> WHAT THIS TASK INVOLVES
Please count the lines of the data that contain "Some" and state only the total.

START DATA EXCERPTS

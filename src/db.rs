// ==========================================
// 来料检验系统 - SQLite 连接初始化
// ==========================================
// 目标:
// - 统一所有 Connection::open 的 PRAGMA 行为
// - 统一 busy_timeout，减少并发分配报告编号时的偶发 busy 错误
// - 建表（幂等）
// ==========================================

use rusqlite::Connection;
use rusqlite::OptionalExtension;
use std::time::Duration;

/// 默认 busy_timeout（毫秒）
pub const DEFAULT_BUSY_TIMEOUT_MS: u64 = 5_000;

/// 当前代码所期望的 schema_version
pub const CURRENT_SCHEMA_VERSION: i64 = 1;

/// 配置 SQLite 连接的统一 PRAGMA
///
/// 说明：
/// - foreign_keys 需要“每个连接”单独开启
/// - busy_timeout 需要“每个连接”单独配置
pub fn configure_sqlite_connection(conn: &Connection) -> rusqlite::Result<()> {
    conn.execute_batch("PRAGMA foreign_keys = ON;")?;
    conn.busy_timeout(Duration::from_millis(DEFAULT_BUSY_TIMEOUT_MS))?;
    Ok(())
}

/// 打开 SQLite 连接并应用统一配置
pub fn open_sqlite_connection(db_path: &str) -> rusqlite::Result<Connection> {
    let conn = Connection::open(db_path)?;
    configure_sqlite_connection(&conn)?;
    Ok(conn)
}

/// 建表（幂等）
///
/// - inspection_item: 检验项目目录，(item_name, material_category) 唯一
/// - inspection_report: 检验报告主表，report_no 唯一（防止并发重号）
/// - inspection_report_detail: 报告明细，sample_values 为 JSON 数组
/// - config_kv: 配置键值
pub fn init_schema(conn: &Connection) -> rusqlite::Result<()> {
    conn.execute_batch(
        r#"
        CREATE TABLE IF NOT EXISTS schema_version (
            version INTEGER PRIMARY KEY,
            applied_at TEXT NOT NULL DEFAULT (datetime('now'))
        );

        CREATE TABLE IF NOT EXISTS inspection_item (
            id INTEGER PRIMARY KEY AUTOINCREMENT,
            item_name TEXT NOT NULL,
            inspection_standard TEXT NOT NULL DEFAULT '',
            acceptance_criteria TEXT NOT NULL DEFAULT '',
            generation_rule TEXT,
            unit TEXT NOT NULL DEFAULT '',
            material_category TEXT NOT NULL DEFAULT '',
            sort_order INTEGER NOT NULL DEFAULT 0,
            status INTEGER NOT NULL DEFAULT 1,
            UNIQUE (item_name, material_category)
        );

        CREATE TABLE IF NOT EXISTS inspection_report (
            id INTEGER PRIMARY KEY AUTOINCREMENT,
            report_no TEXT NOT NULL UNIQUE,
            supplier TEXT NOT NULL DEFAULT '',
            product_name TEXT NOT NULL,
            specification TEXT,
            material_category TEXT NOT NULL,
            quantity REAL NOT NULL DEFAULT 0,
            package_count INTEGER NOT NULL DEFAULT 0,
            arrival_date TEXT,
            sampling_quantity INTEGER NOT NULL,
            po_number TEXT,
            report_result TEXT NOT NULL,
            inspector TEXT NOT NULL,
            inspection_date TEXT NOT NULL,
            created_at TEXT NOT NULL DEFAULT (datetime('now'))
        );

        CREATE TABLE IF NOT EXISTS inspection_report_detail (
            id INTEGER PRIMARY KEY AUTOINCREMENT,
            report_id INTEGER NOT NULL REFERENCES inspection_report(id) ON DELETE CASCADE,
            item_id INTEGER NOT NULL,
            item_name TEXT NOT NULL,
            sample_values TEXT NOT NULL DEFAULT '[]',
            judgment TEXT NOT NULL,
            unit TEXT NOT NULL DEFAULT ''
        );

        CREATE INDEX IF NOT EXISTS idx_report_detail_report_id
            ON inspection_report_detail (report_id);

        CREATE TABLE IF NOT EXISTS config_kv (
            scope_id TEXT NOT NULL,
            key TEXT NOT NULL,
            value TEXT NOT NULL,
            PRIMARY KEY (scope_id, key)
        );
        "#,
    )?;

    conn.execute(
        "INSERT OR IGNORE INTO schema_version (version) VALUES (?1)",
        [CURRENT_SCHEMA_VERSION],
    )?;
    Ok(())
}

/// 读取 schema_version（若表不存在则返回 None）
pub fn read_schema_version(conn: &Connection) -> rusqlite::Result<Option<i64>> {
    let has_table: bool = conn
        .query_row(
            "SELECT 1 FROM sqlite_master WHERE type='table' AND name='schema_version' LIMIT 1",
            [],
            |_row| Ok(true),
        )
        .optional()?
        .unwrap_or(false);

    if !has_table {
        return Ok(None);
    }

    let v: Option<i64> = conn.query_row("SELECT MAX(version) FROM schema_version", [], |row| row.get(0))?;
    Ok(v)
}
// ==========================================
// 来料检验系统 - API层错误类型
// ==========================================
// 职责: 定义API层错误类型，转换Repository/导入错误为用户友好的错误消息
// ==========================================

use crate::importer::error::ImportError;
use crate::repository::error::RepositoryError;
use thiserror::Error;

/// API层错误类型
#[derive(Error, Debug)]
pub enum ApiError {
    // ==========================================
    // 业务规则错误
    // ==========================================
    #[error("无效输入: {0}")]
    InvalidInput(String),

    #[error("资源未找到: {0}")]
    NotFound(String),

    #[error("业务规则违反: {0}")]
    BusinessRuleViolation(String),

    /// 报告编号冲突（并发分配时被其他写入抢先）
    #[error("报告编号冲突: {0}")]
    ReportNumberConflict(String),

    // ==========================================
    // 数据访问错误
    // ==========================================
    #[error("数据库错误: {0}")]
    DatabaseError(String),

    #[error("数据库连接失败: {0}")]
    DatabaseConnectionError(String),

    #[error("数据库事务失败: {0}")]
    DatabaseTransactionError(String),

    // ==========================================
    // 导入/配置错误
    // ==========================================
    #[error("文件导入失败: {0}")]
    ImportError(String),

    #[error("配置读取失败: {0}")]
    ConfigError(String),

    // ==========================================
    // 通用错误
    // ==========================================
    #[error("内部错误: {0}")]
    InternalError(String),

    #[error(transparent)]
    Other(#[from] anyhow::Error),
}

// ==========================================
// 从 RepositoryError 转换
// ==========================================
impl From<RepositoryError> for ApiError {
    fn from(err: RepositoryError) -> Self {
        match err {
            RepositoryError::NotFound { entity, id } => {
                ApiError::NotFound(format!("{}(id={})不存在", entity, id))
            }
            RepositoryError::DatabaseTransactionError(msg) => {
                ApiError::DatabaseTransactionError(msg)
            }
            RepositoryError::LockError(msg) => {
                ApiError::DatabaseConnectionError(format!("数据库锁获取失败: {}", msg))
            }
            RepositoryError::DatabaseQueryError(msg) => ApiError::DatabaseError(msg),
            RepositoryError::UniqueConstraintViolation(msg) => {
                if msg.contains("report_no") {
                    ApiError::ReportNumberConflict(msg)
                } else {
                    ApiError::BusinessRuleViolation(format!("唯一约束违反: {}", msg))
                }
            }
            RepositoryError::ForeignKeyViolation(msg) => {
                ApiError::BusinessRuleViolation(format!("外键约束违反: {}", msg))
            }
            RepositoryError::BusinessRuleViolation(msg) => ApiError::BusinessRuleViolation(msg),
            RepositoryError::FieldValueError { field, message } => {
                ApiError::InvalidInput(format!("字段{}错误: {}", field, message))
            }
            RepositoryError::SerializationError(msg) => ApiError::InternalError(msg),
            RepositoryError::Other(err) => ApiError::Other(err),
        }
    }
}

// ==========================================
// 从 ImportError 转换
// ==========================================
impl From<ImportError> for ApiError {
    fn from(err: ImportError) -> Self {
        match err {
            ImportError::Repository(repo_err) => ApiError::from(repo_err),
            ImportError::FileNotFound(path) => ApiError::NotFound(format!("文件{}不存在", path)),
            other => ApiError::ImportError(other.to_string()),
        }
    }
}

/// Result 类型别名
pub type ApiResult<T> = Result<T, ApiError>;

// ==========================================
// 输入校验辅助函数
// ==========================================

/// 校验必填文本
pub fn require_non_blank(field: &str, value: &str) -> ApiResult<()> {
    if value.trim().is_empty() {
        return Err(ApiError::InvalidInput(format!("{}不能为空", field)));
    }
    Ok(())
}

END DATA EXCERPTS
START DATA EXCERPTS

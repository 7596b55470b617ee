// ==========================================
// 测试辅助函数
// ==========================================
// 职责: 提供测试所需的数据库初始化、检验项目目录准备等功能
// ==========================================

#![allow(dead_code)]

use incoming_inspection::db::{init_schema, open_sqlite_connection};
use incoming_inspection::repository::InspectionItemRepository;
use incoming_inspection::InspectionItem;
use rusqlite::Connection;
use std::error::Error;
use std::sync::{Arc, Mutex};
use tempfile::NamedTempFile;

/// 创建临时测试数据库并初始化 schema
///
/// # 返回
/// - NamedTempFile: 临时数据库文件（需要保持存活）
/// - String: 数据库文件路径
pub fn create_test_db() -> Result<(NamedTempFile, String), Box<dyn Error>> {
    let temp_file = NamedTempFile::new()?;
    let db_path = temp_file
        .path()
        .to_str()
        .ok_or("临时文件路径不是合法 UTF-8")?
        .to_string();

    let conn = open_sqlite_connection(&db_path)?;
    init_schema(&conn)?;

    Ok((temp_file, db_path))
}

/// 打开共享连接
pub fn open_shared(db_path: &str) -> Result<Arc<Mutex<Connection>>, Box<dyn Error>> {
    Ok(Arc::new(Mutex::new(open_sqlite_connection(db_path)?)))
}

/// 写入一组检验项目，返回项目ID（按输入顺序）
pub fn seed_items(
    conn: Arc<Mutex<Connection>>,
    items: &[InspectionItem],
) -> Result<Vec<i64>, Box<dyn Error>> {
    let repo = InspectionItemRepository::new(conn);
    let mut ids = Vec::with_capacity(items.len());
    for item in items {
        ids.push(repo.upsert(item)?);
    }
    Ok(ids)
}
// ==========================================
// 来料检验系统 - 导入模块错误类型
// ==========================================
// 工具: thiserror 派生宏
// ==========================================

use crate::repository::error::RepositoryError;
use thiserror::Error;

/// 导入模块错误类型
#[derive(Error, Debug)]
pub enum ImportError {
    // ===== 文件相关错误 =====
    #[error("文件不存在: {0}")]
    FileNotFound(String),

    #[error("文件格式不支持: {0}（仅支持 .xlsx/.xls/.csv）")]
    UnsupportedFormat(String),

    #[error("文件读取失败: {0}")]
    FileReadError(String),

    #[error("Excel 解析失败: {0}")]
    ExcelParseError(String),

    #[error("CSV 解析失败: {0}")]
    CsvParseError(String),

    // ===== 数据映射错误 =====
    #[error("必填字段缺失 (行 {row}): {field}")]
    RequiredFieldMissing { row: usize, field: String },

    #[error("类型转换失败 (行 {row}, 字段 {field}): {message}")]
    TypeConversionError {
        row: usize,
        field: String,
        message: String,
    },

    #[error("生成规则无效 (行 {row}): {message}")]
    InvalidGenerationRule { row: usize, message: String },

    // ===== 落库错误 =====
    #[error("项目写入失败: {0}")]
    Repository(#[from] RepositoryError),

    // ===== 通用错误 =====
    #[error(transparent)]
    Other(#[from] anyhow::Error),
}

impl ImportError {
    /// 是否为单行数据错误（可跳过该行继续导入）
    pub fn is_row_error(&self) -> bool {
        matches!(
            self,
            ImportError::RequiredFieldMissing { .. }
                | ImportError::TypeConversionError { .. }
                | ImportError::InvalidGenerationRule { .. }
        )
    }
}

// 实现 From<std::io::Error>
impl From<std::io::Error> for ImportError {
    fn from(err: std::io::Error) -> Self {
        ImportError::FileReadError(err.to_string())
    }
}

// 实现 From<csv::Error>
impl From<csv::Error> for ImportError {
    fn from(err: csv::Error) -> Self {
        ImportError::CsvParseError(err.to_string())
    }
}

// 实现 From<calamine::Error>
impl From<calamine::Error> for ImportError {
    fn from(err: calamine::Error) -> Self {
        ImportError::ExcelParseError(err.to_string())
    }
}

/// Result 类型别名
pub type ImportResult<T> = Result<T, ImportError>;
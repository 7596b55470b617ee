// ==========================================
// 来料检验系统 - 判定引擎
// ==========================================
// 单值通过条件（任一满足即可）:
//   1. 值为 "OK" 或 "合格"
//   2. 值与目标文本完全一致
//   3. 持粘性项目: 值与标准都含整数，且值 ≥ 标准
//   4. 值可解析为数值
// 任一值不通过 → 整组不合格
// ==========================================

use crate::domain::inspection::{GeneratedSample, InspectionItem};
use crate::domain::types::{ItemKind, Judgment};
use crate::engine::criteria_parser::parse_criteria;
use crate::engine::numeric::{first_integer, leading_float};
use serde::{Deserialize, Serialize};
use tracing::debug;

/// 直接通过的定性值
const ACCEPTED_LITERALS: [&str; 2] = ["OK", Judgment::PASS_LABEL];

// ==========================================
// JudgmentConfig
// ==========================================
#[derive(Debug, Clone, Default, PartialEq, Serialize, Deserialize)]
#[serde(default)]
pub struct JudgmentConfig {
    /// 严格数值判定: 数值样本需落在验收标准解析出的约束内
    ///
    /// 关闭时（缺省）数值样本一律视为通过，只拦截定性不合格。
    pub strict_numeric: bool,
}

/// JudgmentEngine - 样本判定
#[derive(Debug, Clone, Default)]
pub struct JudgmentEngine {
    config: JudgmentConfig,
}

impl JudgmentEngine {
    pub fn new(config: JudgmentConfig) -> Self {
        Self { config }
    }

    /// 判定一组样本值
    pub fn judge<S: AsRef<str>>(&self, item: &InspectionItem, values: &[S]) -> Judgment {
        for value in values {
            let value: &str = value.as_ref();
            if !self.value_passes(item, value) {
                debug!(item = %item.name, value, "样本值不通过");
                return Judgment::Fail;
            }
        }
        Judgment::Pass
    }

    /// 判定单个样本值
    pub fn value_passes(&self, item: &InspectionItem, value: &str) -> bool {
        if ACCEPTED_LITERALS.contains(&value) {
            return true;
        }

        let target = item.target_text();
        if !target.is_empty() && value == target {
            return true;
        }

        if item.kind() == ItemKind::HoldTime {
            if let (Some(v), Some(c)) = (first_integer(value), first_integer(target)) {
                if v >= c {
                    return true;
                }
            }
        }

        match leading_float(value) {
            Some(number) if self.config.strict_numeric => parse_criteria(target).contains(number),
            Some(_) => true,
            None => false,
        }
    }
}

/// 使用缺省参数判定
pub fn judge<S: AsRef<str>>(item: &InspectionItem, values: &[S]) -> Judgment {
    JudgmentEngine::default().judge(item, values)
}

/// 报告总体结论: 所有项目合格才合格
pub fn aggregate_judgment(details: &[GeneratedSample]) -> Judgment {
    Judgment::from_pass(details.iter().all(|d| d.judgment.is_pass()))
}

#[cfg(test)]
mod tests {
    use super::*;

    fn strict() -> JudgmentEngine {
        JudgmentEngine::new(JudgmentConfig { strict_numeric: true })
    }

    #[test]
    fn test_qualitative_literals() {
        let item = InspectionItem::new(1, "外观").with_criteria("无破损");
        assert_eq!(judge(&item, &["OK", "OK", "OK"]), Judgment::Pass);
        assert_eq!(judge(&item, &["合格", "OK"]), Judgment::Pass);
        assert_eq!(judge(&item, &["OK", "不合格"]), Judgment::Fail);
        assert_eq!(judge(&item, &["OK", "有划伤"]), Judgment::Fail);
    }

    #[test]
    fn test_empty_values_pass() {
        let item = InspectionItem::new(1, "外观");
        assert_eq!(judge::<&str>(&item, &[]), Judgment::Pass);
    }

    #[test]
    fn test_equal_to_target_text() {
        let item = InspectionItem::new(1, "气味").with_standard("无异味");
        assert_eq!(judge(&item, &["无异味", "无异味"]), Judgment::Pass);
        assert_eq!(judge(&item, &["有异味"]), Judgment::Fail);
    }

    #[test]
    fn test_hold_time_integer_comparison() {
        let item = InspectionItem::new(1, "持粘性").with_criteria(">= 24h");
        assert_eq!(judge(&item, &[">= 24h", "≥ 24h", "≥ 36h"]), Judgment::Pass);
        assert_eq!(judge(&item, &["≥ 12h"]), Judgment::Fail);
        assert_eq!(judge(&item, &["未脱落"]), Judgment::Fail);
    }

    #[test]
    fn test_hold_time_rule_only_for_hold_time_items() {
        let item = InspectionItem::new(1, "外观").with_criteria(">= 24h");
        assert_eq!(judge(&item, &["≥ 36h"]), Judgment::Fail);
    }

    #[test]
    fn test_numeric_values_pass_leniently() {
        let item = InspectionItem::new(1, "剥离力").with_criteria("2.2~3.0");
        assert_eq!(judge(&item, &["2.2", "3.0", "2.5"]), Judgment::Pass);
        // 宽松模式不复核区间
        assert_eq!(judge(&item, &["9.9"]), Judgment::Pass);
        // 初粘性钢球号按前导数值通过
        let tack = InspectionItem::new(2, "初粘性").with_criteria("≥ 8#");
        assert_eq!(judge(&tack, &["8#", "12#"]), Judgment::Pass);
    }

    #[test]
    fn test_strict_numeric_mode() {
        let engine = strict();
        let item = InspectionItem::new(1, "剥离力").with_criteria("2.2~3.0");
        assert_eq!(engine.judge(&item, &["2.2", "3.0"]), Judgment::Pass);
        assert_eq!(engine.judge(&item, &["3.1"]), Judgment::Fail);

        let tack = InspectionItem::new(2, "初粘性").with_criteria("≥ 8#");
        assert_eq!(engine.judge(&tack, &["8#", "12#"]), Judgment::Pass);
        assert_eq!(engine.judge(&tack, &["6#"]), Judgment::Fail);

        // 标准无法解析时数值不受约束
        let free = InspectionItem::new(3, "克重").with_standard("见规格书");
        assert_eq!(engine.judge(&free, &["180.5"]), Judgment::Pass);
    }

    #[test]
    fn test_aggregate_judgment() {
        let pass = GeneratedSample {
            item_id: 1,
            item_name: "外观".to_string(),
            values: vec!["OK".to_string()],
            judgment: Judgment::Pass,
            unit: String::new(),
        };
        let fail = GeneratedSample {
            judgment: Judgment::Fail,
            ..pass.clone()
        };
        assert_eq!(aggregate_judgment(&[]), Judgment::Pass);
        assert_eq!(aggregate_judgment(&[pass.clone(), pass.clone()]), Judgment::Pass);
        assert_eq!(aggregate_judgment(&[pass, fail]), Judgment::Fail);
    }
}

END DATA EXCERPTS
START DATA EXCERPTS

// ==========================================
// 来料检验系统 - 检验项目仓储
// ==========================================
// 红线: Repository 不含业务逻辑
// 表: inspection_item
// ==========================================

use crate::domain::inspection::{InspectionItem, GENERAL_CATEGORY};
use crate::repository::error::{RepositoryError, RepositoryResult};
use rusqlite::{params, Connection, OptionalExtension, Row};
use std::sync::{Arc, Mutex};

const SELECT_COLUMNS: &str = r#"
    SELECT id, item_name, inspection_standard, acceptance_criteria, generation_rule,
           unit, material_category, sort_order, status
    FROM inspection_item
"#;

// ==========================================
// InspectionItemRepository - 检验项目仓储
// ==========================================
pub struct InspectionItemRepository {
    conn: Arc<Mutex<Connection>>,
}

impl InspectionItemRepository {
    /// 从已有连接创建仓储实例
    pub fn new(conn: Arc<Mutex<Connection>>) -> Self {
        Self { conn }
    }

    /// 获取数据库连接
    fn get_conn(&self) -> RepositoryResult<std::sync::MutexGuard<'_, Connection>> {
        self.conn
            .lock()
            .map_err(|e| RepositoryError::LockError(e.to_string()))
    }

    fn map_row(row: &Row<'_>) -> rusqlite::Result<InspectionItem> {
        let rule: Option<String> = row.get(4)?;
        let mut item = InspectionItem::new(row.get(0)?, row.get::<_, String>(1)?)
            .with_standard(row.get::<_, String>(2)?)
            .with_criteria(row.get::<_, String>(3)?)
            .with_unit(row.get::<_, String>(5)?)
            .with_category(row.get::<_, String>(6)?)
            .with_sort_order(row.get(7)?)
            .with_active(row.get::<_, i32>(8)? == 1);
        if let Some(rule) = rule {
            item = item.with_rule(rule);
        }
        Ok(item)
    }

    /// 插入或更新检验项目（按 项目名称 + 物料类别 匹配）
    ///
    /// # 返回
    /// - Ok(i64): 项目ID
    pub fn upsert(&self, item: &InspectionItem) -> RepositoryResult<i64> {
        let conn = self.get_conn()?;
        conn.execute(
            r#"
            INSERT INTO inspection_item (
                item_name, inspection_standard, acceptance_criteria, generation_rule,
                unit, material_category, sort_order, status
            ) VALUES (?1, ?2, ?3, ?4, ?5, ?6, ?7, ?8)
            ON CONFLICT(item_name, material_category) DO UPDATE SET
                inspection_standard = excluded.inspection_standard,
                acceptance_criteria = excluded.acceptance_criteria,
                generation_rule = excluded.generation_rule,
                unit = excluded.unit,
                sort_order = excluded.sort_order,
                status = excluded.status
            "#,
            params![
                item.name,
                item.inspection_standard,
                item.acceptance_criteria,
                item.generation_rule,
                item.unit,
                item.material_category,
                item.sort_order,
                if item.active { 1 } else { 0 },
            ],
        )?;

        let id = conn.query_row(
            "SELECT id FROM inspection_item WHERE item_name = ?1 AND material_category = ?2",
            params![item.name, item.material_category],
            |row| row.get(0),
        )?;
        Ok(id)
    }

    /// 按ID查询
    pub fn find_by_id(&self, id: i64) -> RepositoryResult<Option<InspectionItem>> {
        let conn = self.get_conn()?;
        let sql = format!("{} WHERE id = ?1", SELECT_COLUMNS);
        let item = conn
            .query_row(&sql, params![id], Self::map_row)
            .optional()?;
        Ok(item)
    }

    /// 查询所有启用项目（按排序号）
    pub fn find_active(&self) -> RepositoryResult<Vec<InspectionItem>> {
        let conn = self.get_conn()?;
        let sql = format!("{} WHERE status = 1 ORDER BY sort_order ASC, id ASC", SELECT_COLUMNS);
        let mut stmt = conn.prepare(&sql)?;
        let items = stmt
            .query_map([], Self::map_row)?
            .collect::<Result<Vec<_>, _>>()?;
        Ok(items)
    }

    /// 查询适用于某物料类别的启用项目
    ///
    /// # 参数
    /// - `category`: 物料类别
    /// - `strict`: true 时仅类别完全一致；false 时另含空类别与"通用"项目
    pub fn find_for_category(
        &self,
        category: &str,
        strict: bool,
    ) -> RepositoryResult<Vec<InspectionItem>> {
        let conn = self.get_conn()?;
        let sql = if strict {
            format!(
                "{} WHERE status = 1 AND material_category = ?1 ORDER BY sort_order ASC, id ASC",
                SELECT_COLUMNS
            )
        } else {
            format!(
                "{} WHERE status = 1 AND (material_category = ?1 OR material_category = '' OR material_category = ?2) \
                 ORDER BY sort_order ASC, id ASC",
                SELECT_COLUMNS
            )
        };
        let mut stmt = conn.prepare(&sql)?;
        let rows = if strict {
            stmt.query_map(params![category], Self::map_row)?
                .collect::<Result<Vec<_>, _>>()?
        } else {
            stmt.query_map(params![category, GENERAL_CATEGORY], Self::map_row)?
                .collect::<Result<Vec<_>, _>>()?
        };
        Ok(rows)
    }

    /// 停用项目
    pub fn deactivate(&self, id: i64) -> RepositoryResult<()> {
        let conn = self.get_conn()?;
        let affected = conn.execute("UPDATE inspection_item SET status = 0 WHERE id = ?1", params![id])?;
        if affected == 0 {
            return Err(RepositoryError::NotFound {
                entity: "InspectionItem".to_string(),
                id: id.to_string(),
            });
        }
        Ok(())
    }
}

END DATA EXCERPTS

> EXPECTED ANSWER
4